- _TASK DESCRIPTION_:
Find the string "Deserialize" in the entries and copy each line that has it.

(ENTRIES PROVIDED Opens)

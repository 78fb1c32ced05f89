//! Document model: one paragraph of text runs and hard line breaks.
//!
//! Positions are character offsets into the paragraph. A hard break
//! occupies exactly one position, a text run occupies one position per
//! `char`. Marked runs are never merged with their neighbours, so every
//! reference token stays its own run.

use serde::{Deserialize, Serialize};

/// The two kinds of reference annotation.
#[derive(Debug, Clone, Copy, PartialEq, Eq, Hash, Serialize, Deserialize)]
#[serde(rename_all = "snake_case")]
pub enum MarkKind {
    /// `@name` agent mention.
    Mention,
    /// `#file:...` / `#dir:...` reference.
    Hashtag,
}

impl MarkKind {
    /// Character that introduces this reference in canonical text.
    pub fn sigil(self) -> char {
        match self {
            MarkKind::Mention => '@',
            MarkKind::Hashtag => '#',
        }
    }
}

/// An annotation attached to a text run.
///
/// `label` is what a person reads (last path segment, username); `value`
/// is what gets written back into canonical text.
#[derive(Debug, Clone, PartialEq, Eq, Hash, Serialize, Deserialize)]
pub struct Mark {
    #[serde(rename = "type")]
    pub kind: MarkKind,
    #[serde(default)]
    pub label: String,
    #[serde(default)]
    pub value: String,
}

impl Mark {
    pub fn new(kind: MarkKind, label: impl Into<String>, value: impl Into<String>) -> Self {
        Self {
            kind,
            label: label.into(),
            value: value.into(),
        }
    }

    pub fn mention(label: impl Into<String>, value: impl Into<String>) -> Self {
        Self::new(MarkKind::Mention, label, value)
    }

    pub fn hashtag(label: impl Into<String>, value: impl Into<String>) -> Self {
        Self::new(MarkKind::Hashtag, label, value)
    }

    /// Build a mark from possibly-missing attributes. Missing attributes
    /// become empty strings so the document always stays renderable.
    pub fn from_attrs(kind: MarkKind, label: Option<&str>, value: Option<&str>) -> Self {
        Self::new(kind, label.unwrap_or_default(), value.unwrap_or_default())
    }

    /// `@value` or `#value`, without the separating space.
    pub fn canonical(&self) -> String {
        format!("{}{}", self.kind.sigil(), self.value)
    }
}

/// Inline content of the paragraph.
#[derive(Debug, Clone, PartialEq, Eq, Serialize, Deserialize)]
#[serde(tag = "type", rename_all = "snake_case")]
pub enum Inline {
    Text {
        text: String,
        #[serde(default, skip_serializing_if = "Option::is_none")]
        mark: Option<Mark>,
    },
    HardBreak,
}

impl Inline {
    /// Unannotated text.
    pub fn text(text: impl Into<String>) -> Self {
        Inline::Text {
            text: text.into(),
            mark: None,
        }
    }

    /// Text carrying a reference mark.
    pub fn marked(text: impl Into<String>, mark: Mark) -> Self {
        Inline::Text {
            text: text.into(),
            mark: Some(mark),
        }
    }

    /// Number of positions this node occupies.
    pub fn size(&self) -> usize {
        match self {
            Inline::Text { text, .. } => text.chars().count(),
            Inline::HardBreak => 1,
        }
    }

    pub fn mark(&self) -> Option<&Mark> {
        match self {
            Inline::Text { mark, .. } => mark.as_ref(),
            Inline::HardBreak => None,
        }
    }

    /// Cut `[from, to)` (node-relative) out of this node.
    fn cut(&self, from: usize, to: usize) -> Inline {
        match self {
            Inline::Text { text, mark } => Inline::Text {
                text: text.chars().skip(from).take(to - from).collect(),
                mark: mark.clone(),
            },
            Inline::HardBreak => Inline::HardBreak,
        }
    }
}

/// Total size of a sequence of inline nodes.
pub fn content_size(content: &[Inline]) -> usize {
    content.iter().map(Inline::size).sum()
}

/// A text run located in the document.
#[derive(Debug, Clone, Copy, PartialEq, Eq)]
pub struct RunSpan<'a> {
    pub index: usize,
    pub start: usize,
    pub end: usize,
    pub node: &'a Inline,
}

/// The editable document. Currently always a single paragraph.
#[derive(Debug, Clone, Default, PartialEq, Eq, Serialize, Deserialize)]
#[serde(into = "DocSnapshot", from = "DocSnapshot")]
pub struct Document {
    content: Vec<Inline>,
}

impl Document {
    /// Build a document, normalizing the content.
    pub fn new(content: Vec<Inline>) -> Self {
        Self {
            content: normalize(content),
        }
    }

    pub fn empty() -> Self {
        Self::default()
    }

    pub fn content(&self) -> &[Inline] {
        &self.content
    }

    pub fn size(&self) -> usize {
        content_size(&self.content)
    }

    /// True when the document holds no visible, non-whitespace text.
    pub fn is_blank(&self) -> bool {
        self.content.iter().all(|node| match node {
            Inline::Text { text, .. } => text.trim().is_empty(),
            Inline::HardBreak => true,
        })
    }

    /// Display text with hard breaks rendered as `\n`.
    pub fn text_content(&self) -> String {
        self.text_between(0, self.size())
    }

    /// Display text of `[from, to)` with hard breaks rendered as `\n`.
    pub fn text_between(&self, from: usize, to: usize) -> String {
        let mut out = String::new();
        for span in self.spans() {
            if span.end <= from || span.start >= to {
                continue;
            }
            match span.node {
                Inline::Text { text, .. } => {
                    let a = from.saturating_sub(span.start);
                    let b = to.min(span.end) - span.start;
                    out.extend(text.chars().skip(a).take(b - a));
                }
                Inline::HardBreak => out.push('\n'),
            }
        }
        out
    }

    /// Iterate over every node together with its position range.
    pub fn spans(&self) -> impl Iterator<Item = RunSpan<'_>> {
        let mut offset = 0;
        self.content.iter().enumerate().map(move |(index, node)| {
            let start = offset;
            offset += node.size();
            RunSpan {
                index,
                start,
                end: offset,
                node,
            }
        })
    }

    /// The node holding the character at `offset` (the one right after
    /// position `offset`).
    pub fn span_at(&self, offset: usize) -> Option<RunSpan<'_>> {
        self.spans()
            .find(|span| span.start <= offset && offset < span.end)
    }

    /// Mark of the character at `offset`, if any.
    pub fn mark_at(&self, offset: usize) -> Option<&Mark> {
        self.span_at(offset).and_then(|span| span.node.mark())
    }

    /// Mark of the character immediately before `pos`.
    pub fn mark_before(&self, pos: usize) -> Option<&Mark> {
        pos.checked_sub(1).and_then(|offset| self.mark_at(offset))
    }

    /// Mark of the character immediately after `pos`.
    pub fn mark_after(&self, pos: usize) -> Option<&Mark> {
        self.mark_at(pos)
    }

    /// Whether `pos` sits inside a reference token: the characters on
    /// both sides carry the same mark. Marks are non-inclusive, so the
    /// edges of a marked run are outside it.
    pub fn inside_token(&self, pos: usize) -> bool {
        match (self.mark_before(pos), self.mark_after(pos)) {
            (Some(before), Some(after)) => before == after,
            _ => false,
        }
    }

    /// Whether any character in `[from, to)` carries a mark.
    pub fn has_mark_between(&self, from: usize, to: usize) -> bool {
        self.spans().any(|span| {
            span.node.mark().is_some() && span.start < to && from < span.end
        })
    }

    /// The marked run containing the character before `pos`.
    pub fn marked_run_before(&self, pos: usize) -> Option<RunSpan<'_>> {
        let offset = pos.checked_sub(1)?;
        self.span_at(offset).filter(|span| span.node.mark().is_some())
    }

    /// The marked run containing the character after `pos`.
    pub fn marked_run_after(&self, pos: usize) -> Option<RunSpan<'_>> {
        self.span_at(pos).filter(|span| span.node.mark().is_some())
    }

    /// Start and end of the line holding `pos`, bounded by hard breaks.
    pub fn line_bounds(&self, pos: usize) -> (usize, usize) {
        let mut start = 0;
        let mut end = self.size();
        for span in self.spans() {
            if !matches!(span.node, Inline::HardBreak) {
                continue;
            }
            if span.end <= pos {
                start = span.end;
            } else if span.start >= pos {
                end = span.start;
                break;
            }
        }
        (start, end)
    }

    /// Copy of the content in `[from, to)`. Partially covered runs keep
    /// their mark.
    pub fn slice_content(&self, from: usize, to: usize) -> Vec<Inline> {
        let mut out = Vec::new();
        for span in self.spans() {
            if span.end <= from || span.start >= to {
                continue;
            }
            let a = from.max(span.start) - span.start;
            let b = to.min(span.end) - span.start;
            out.push(span.node.cut(a, b));
        }
        out
    }

    /// Sub-document covering `[from, to)`.
    pub fn slice(&self, from: usize, to: usize) -> Document {
        Document::new(self.slice_content(from, to))
    }

    /// New document with `[from, to)` replaced by `insert`.
    /// Out-of-range bounds are clamped.
    pub fn replace(&self, from: usize, to: usize, insert: Vec<Inline>) -> Document {
        let size = self.size();
        let to = to.min(size);
        let from = from.min(to);
        let mut content = self.slice_content(0, from);
        content.extend(insert);
        content.extend(self.slice_content(to, size));
        Document::new(content)
    }

    /// New document with `text` spliced into the marked run that
    /// strictly contains `pos`. Returns `None` if `pos` is not inside a
    /// token.
    pub fn insert_into_token(&self, pos: usize, text: &str) -> Option<Document> {
        if !self.inside_token(pos) {
            return None;
        }
        let span = self.span_at(pos)?;
        if span.start == pos {
            // Between two distinct runs that happen to carry equal marks.
            let prev = self.span_at(pos - 1)?;
            return self.append_to_run(prev.index, text);
        }
        let mut content = self.content.clone();
        if let Inline::Text { text: run, .. } = &mut content[span.index] {
            let byte = run
                .char_indices()
                .nth(pos - span.start)
                .map(|(i, _)| i)
                .unwrap_or(run.len());
            run.insert_str(byte, text);
        }
        Some(Document::new(content))
    }

    fn append_to_run(&self, index: usize, text: &str) -> Option<Document> {
        let mut content = self.content.clone();
        match content.get_mut(index)? {
            Inline::Text { text: run, .. } => run.push_str(text),
            Inline::HardBreak => return None,
        }
        Some(Document::new(content))
    }
}

/// Drop empty runs and merge adjacent unmarked text.
fn normalize(content: Vec<Inline>) -> Vec<Inline> {
    let mut out: Vec<Inline> = Vec::with_capacity(content.len());
    for node in content {
        if let Inline::Text { text, mark } = &node {
            if text.is_empty() {
                continue;
            }
            if mark.is_none() {
                if let Some(Inline::Text {
                    text: prev,
                    mark: None,
                }) = out.last_mut()
                {
                    prev.push_str(text);
                    continue;
                }
            }
        }
        out.push(node);
    }
    out
}

// ── Snapshot shape ─────────────────────────────────────────────────────

#[derive(Debug, Clone, Serialize, Deserialize)]
struct DocSnapshot {
    #[serde(rename = "type", default = "doc_type")]
    kind: String,
    #[serde(default)]
    content: Vec<BlockSnapshot>,
}

fn doc_type() -> String {
    "doc".to_string()
}

#[derive(Debug, Clone, Serialize, Deserialize)]
#[serde(tag = "type", rename_all = "snake_case")]
enum BlockSnapshot {
    Paragraph {
        #[serde(default)]
        content: Vec<Inline>,
    },
}

impl From<Document> for DocSnapshot {
    fn from(doc: Document) -> Self {
        DocSnapshot {
            kind: doc_type(),
            content: vec![BlockSnapshot::Paragraph {
                content: doc.content,
            }],
        }
    }
}

impl From<DocSnapshot> for Document {
    fn from(snapshot: DocSnapshot) -> Self {
        // Several paragraphs collapse into one, separated by hard breaks.
        let mut content = Vec::new();
        for (i, BlockSnapshot::Paragraph { content: inlines }) in
            snapshot.content.into_iter().enumerate()
        {
            if i > 0 {
                content.push(Inline::HardBreak);
            }
            content.extend(inlines);
        }
        Document::new(content)
    }
}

(ENTRIES PROVIDED Closes)

- _EXERCISE SOLUTION_:
use serde::{Deserialize, Serialize};
#[derive(Debug, Clone, Copy, PartialEq, Eq, Hash, Serialize, Deserialize)]
#[derive(Debug, Clone, PartialEq, Eq, Hash, Serialize, Deserialize)]
#[derive(Debug, Clone, PartialEq, Eq, Serialize, Deserialize)]
#[derive(Debug, Clone, Default, PartialEq, Eq, Serialize, Deserialize)]
#[derive(Debug, Clone, Serialize, Deserialize)]
#[derive(Debug, Clone, Serialize, Deserialize)]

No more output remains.